HosseinKaviani-H · Hossein Kavianihamedani · web-flow · commit 6a0687c01b5e · 2025-11-12T14:34:13.000-08:00
Co-authored-by: Hossein Kavianihamedani &lt;hosseinkh@fb.com&gt;
diff --git a/apps/sft/main.py b/apps/sft/main.py
@@ -81,34 +81,8 @@ def __init__(self, config: DictConfig):
         self.gradient_accumulation_steps = 1  # Example value, adjust as needed
         self._rank = current_rank().rank
         self._size = math.prod(current_size().values())

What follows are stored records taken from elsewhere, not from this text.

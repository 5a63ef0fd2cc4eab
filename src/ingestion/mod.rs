//! Ingestion Module - Schema-driven streaming load of a CSV export into SQLite
//!
//! - Type registry and literal coercion per declared column type
//! - Idempotent table creation from the dataset metadata
//! - Bounded-memory streaming with batched multi-row inserts
//! - Progress accounting against the metadata row count

pub mod batch;
pub mod literal;
pub mod loader;
pub mod progress;
pub mod row;
pub mod schema;
pub mod type_registry;

pub use batch::{BatchAccumulator, DrainedBatch};
pub use literal::{escape_string_literal, quote_identifier};
pub use loader::{LoadSummary, LoaderState, StreamingLoader};
pub use progress::{LogProgress, ProgressReport, ProgressSink, ProgressState};
pub use row::{coerce_row, RawRecord};
pub use schema::{ResolvedSchema, SchemaResolver};
pub use type_registry::{ColumnDescriptor, ColumnKind, ResolvedColumn, StorageType, TypeRegistry};

use crate::config::LoaderConfig;
use crate::db::SqliteStore;
use crate::error::Result;
use crate::metadata::DatasetMetadata;
use std::fs::File;
use std::io::BufReader;
use tracing::info;

/// Load the configured CSV file into the configured database.
///
/// The CSV file is opened before the database is touched, so a missing
/// input fails without creating anything.
pub fn run(config: &LoaderConfig, metadata: DatasetMetadata) -> Result<LoadSummary> {
    config.validate()?;

    let csv_file = File::open(&config.csv_path)?;
    info!(
        "Loading {} ({} rows expected) into {}",
        config.csv_path.display(),
        metadata.total_row_count,
        config.database_path.display()
    );

    let schema = SchemaResolver::new(config.table_name.clone()).build_schema(&metadata.columns)?;

    let mut store = SqliteStore::open(&config.database_path)?;
    schema.provision(&mut store)?;
    if config.write_ahead_log {
        store.enable_write_ahead_log()?;
    }

    let mut loader = StreamingLoader::new(
        schema,
        &mut store,
        config.flush_threshold,
        metadata.total_row_count,
        LogProgress,
    )?;
    loader.load(BufReader::new(csv_file))
}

-        self._init_dist()
         super().__init__(job_config)
 
-    def _init_dist(self):
-        """Initializes torch distributed.
-
-        torchrun normally hands this, but we need to do it ourselves
-        in monarch for now.
-
-        We should consider putting this into ForgeActor, but having this
-        be explicit for now.
-
-        """
-        env = {
-            "RANK": str(self._rank),
-            "LOCAL_RANK": str(self._rank),
-            "LOCAL_WORLD_SIZE": str(self._size),
-            "GROUP_RANK": str(self._size),
-            "GROUP_WORLD_SIZE": str(self._size),
-            "ROLE_RANK": str(self._rank),
-            "ROLE_WORLD_SIZE": str(self._size),
-            "ROLE_NAME": "rank",
-            "WORLD_SIZE": str(self._size),
-            "PYTORCH_CUDA_ALLOC_CONF": "expandable_segments:True",
-        }
-        os.environ.update(env)
-        logger.info("env: {}".format(env))
-
     async def setup_metric_logger(self):
         """Initialization happens in the main process. Here we just retrieve it"""
         mlogger = await get_or_create_metric_logger()